The Shallow Cross Duo: Follow and Drive

The next prevalent plays for the Buckeyes are shallow crossing routes. OSU's shallow cross plays build off H-option. As with H-option, one inside receiver is going to commence the play by attacking the inside defender's inside shoulder. Rather than running an option route, however, he is going to continue going vertically with a seam route. The goal is to occupy that curl/flat defender. Then, from the opposite side will come the two shallow-curl routes.

Meyer's primary shallow cross play is 'follow.' With follow, the inside receiver runs an immediate shallow route. The next receiver runs the "follow" or dig route that trails behind the shallow cross. He will break the route off inside at 8 yards. With the frontside defender occupied with the threat of H-option, the two shallow crosses should have a 2-on-1 vertical stretch on the inside linebacker. Alternatively, if the defense is in man coverage, the crossing receivers can run away from the man coverage. The QB reads the play shallow to follow route. He will key the first defender over the seam route to the next inside linebacker. It is a straightforward 2-on-1 read that occurs immediately in his vision.

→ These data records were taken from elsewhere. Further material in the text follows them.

//! Backend credential bundles and their flat string form.
//!
//! Every settings value serializes to a flat JSON object holding exactly its
//! backend's keys, so it can be written to disk between runs and read back
//! field-for-field.

use std::{fs, path::Path};

use serde::{Deserialize, Deserializer, Serialize};

use crate::{errors::Error, Result};

pub const DEFAULT_SESSION_NAME: &str = "bokkichat";

fn default_session_name() -> String {
    DEFAULT_SESSION_NAME.to_string()
}

// Older settings files stored the id as a string.
fn api_id_from_int_or_string<'de, D>(deserializer: D) -> std::result::Result<i32, D::Error>
where
    D: Deserializer<'de>,
{
    #[derive(Deserialize)]
    #[serde(untagged)]
    enum RawApiId {
        Int(i32),
        Text(String),
    }

    match RawApiId::deserialize(deserializer)? {
        RawApiId::Int(id) => Ok(id),
        RawApiId::Text(text) => text
            .trim()
            .parse()
            .map_err(|_| serde::de::Error::custom(format!("api_id `{text}` is not an integer"))),
    }
}

/// Credentials of a Telegram user account (MTProto session).
#[derive(Clone, Debug, PartialEq, Eq, Serialize, Deserialize)]
pub struct TelegramUserSettings {
    #[serde(deserialize_with = "api_id_from_int_or_string")]
    pub api_id: i32,
    pub api_hash: String,
    #[serde(default = "default_session_name")]
    pub session_name: String,
}

impl TelegramUserSettings {
    pub fn new(api_id: i32, api_hash: impl Into<String>) -> Self {
        Self {
            api_id,
            api_hash: api_hash.into(),
            session_name: default_session_name(),
        }
    }

    pub fn with_session_name(mut self, session_name: impl Into<String>) -> Self {
        self.session_name = session_name.into();
        self
    }

    pub fn serialize(&self) -> Result<String> {
        Ok(serde_json::to_string(self)?)
    }

    pub fn deserialize(serialized: &str) -> Result<Self> {
        Ok(serde_json::from_str(serialized)?)
    }
}

/// Credentials of a Telegram bot (Bot API token).
#[derive(Clone, PartialEq, Eq, Serialize, Deserialize)]
pub struct TelegramBotSettings {
    pub api_key: String,
}

impl TelegramBotSettings {
    pub fn new(api_key: impl Into<String>) -> Self {
        Self {
            api_key: api_key.into(),
        }
    }

    pub fn serialize(&self) -> Result<String> {
        Ok(serde_json::to_string(self)?)
    }

    pub fn deserialize(serialized: &str) -> Result<Self> {
        Ok(serde_json::from_str(serialized)?)
    }
}

// The token is a credential; never print it.
impl std::fmt::Debug for TelegramBotSettings {
    fn fmt(&self, f: &mut std::fmt::Formatter<'_>) -> std::fmt::Result {
        f.debug_struct("TelegramBotSettings")
            .field("api_key", &"<redacted>")
            .finish()
    }
}

/// The CLI backend needs no credentials.
#[derive(Clone, Copy, Debug, Default, PartialEq, Eq, Serialize, Deserialize)]
pub struct CliSettings {}

impl CliSettings {
    pub fn serialize(&self) -> Result<String> {
        Ok(serde_json::to_string(self)?)
    }

    pub fn deserialize(serialized: &str) -> Result<Self> {
        Ok(serde_json::from_str(serialized)?)
    }
}

/// Closed set of remote backend settings.
#[derive(Clone, Debug, PartialEq, Eq)]
pub enum Settings {
    TelegramUser(TelegramUserSettings),
    TelegramBot(TelegramBotSettings),
}

impl Settings {
    pub fn serialize(&self) -> Result<String> {
        match self {
            Settings::TelegramUser(s) => s.serialize(),
            Settings::TelegramBot(s) => s.serialize(),
        }
    }

    /// Picks the variant from the key set present in the serialized object.
    pub fn deserialize(serialized: &str) -> Result<Self> {
        let value: serde_json::Value = serde_json::from_str(serialized)?;
        let Some(obj) = value.as_object() else {
            return Err(Error::Config(
                "serialized settings must be a JSON object".to_string(),
            ));
        };

        if obj.contains_key("api_key") {
            return Ok(Settings::TelegramBot(serde_json::from_value(value)?));
        }
        if obj.contains_key("api_id") {
            return Ok(Settings::TelegramUser(serde_json::from_value(value)?));
        }

        Err(Error::Config(
            "serialized settings carry neither `api_key` nor `api_id`".to_string(),
        ))
    }

    pub fn load(path: &Path) -> Result<Self> {
        let contents = fs::read_to_string(path)?;
        Self::deserialize(contents.trim()).map_err(|e| Error::InvalidSettingsFile {
            path: path.to_path_buf(),
            reason: e.to_string(),
        })
    }

    pub fn save(&self, path: &Path) -> Result<()> {
        if let Some(parent) = path.parent().filter(|p| !p.as_os_str().is_empty()) {
            fs::create_dir_all(parent)?;
        }
        fs::write(path, self.serialize()?)?;
        Ok(())
    }
}

impl From<TelegramUserSettings> for Settings {
    fn from(s: TelegramUserSettings) -> Self {
        Settings::TelegramUser(s)
    }
}

impl From<TelegramBotSettings> for Settings {
    fn from(s: TelegramBotSettings) -> Self {
        Settings::TelegramBot(s)
    }
}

'Drive' is the same basic concept as follow but flips the two crossing routes. With drive, the outside receiver runs the shallow cross route, while the inside receiver runs a 12-yard in. Drive again seeks a hi-lo vertical stretch. Teams will vary the primary read. OSU generally seeks to hit the square-in behind the shallow route. The Buckeyes then put a post route over the top to hit if the safety jumps the in-route.   

OSU will also combine a shallow cross concept with an outside two-man route combination, such as 'smash.' This allows the offense to be prepared versus a variety of coverages. For instance, the shallow crosses are good versus man or cover 3 while smash attacks cover 2.